The Nokia PureView is still in a unique position, a strong position for connect camera lovers who generally, are away from a Wi-Fi hotspot. The 10x zoom is something that excites me but really, if I’ve got to put my Android tablet between the camera and the Internet to make it ‘connected’ why don’t I consider the Samsung WiFi-enabled solutions?
Connected cameras are forming into three distinct groups.
1 – WiFi enabled cameras. (Connected cameras)
2 – WiFi (and potentially 3G) cameras (Smart Connected Cameras) with common operating systems (personally I think Apple could storm this part of the market with an IOS camera)
3 – High-end cameraphones – the mobile,smart, connected cameras.
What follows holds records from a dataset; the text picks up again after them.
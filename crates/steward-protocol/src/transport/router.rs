//! Server side of the request socket.

use std::collections::HashMap;
use std::fmt;
use std::path::Path;
use std::sync::{Arc, Mutex, MutexGuard};
use std::time::Duration;

use serde_json::Value;
use tokio::net::UnixListener;
use tokio::sync::mpsc;
use tokio::task::{JoinHandle, JoinSet};
use tracing::{debug, info, warn};
use uuid::Uuid;

use super::{BoundPath, SocketRole, accept_greeting, bind_listener, single_part};
use crate::codec::Serializer;
use crate::error::{ProtocolError, TransportError, TransportResult};
use crate::framing::Parts;

/// Requests buffered across all clients before readers wait.
const INBOUND_BUFFER: usize = 1024;

/// Identity assigned to each connected peer.
#[derive(Debug, Clone, Copy, PartialEq, Eq, Hash)]
pub struct ClientId(Uuid);

impl ClientId {
    /// A fresh random identity.
    pub fn new() -> Self {
        Self(Uuid::new_v4())
    }
}

impl Default for ClientId {
    fn default() -> Self {
        Self::new()
    }
}

impl fmt::Display for ClientId {
    fn fmt(&self, f: &mut fmt::Formatter<'_>) -> fmt::Result {
        write!(f, "{}", self.0.simple())
    }
}

struct Peer {
    role: SocketRole,
    // unbounded so one slow reader never stalls the dispatch loop
    outbound: mpsc::UnboundedSender<Parts>,
}

type PeerMap = Arc<Mutex<HashMap<ClientId, Peer>>>;

fn lock(peers: &PeerMap) -> MutexGuard<'_, HashMap<ClientId, Peer>> {
    peers.lock().unwrap_or_else(|poisoned| poisoned.into_inner())
}

/// Serves many `REQ`/`DEALER` peers on one path.
///
/// `receive` yields `(client, value)` in arrival order across all clients;
/// `send` addresses a reply to one client.
pub struct RouterStream {
    path: BoundPath,
    serializer: Serializer,
    peers: PeerMap,
    inbound: mpsc::Receiver<(ClientId, Value)>,
    accept_task: JoinHandle<()>,
}

impl RouterStream {
    /// Binds `path`. With `cleanup_stale`, a socket file nobody listens on is
    /// removed first.
    pub async fn bind(
        path: impl AsRef<Path>,
        serializer: Serializer,
        cleanup_stale: bool,
    ) -> TransportResult<Self> {
        let (listener, path) = bind_listener(path.as_ref(), cleanup_stale).await?;
        info!(path = %path.path().display(), codec = %serializer.codec, "Router listening");

        let peers = PeerMap::default();
        let (tx, inbound) = mpsc::channel(INBOUND_BUFFER);
        let accept_task = tokio::spawn(accept_loop(listener, serializer, peers.clone(), tx));

        Ok(Self {
            path,
            serializer,
            peers,
            inbound,
            accept_task,
        })
    }

    pub fn path(&self) -> &Path {
        self.path.path()
    }

    /// Next request from any client.
    pub async fn receive(&mut self) -> TransportResult<(ClientId, Value)> {
        self.inbound.recv().await.ok_or(TransportError::Closed)
    }

    /// Like [`receive`](Self::receive) but gives up after `timeout`.
    pub async fn receive_timeout(&mut self, timeout: Duration) -> TransportResult<(ClientId, Value)> {
        tokio::time::timeout(timeout, self.receive())
            .await
            .map_err(|_| TransportError::Timeout {
                operation: "router receive",
            })?
    }

    /// Queues a reply for `client`.
    pub fn send(&self, client: ClientId, value: &Value) -> TransportResult<()> {
        let payload = self.serializer.serialize(value)?;
        let peers = lock(&self.peers);
        let peer = peers
            .get(&client)
            .ok_or_else(|| TransportError::UnknownClient(client.to_string()))?;
        peer.outbound
            .send(vec![payload])
            .map_err(|_| TransportError::Closed)
    }

    /// Role the client announced when it connected.
    pub fn peer_role(&self, client: ClientId) -> Option<SocketRole> {
        lock(&self.peers).get(&client).map(|peer| peer.role)
    }

    pub fn client_count(&self) -> usize {
        lock(&self.peers).len()
    }
}

impl Drop for RouterStream {
    fn drop(&mut self) {
        self.accept_task.abort();
    }
}

async fn accept_loop(
    listener: UnixListener,
    serializer: Serializer,
    peers: PeerMap,
    inbound: mpsc::Sender<(ClientId, Value)>,
) {
    // dropping the set on abort tears down every connection
    let mut connections = JoinSet::new();
    loop {
        tokio::select! {
            accepted = listener.accept() => match accepted {
                Ok((stream, _)) => {
                    let peers = peers.clone();
                    let inbound = inbound.clone();
                    connections.spawn(async move {
                        let client = ClientId::new();
                        if let Err(e) = serve_peer(stream, client, serializer, &peers, inbound).await {
                            warn!(client = %client, error = %e, "Closing client connection");
                        }
                        if lock(&peers).remove(&client).is_some() {
                            debug!(client = %client, "Client disconnected");
                        }
                    });
                }
                Err(e) => warn!(error = %e, "Failed to accept connection"),
            },
            Some(_) = connections.join_next(), if !connections.is_empty() => {}
        }
    }
}

async fn serve_peer(
    stream: tokio::net::UnixStream,
    client: ClientId,
    serializer: Serializer,
    peers: &PeerMap,
    inbound: mpsc::Sender<(ClientId, Value)>,
) -> TransportResult<()> {
    let (role, mut reader, mut writer) = accept_greeting(stream, SocketRole::Router).await?;
    let (outbound, mut replies) = mpsc::unbounded_channel::<Parts>();
    lock(peers).insert(client, Peer { role, outbound });
    debug!(client = %client, role = %role, "Client connected");

    let read = async {
        while let Some(parts) = reader.read_frame().await? {
            let value = serializer
                .deserialize(&single_part(parts)?)
                .map_err(ProtocolError::from)?;
            if inbound.send((client, value)).await.is_err() {
                break;
            }
        }
        Ok::<_, TransportError>(())
    };
    let write = async {
        while let Some(parts) = replies.recv().await {
            writer.write_frame(&parts).await?;
        }
        Ok::<_, TransportError>(())
    };

    tokio::select! {
        result = read => result,
        result = write => result,
    }
}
WiFi-enabled cameras are at risk from the other two categories in my opinion. The appeal of a known mobile OS brand and the sharing and apps that come with it are too attractive. The real fight will be between the phones and the smart connected cameras. if Nokia and Microsoft get PureView into their new range of Windows 8 phones and if Apple keep on improving the iPhone camera experience then the Smart Connected Cameras will have a tough time in the mainstream market. What they need to do is move into the same market as bridge cameras that offer ‘do it all’ experiences that can be used by professionals. Journalists will never let go of their DSLRs but they know the value of a connected camera and something like the FZ150 with an Android back would be extremely interesting and command a high price. It wouldn’t cross-over other segments as much either. I truly believe that Apple have an opportunity with a $600 iCamera product here too.
This Nikon announcement is just the start. I’m expecting to see more connected and smart cameras at IFA in just over a week. In the meantime, I better get this blog looking more like a connected camera blog! Whos’ with me?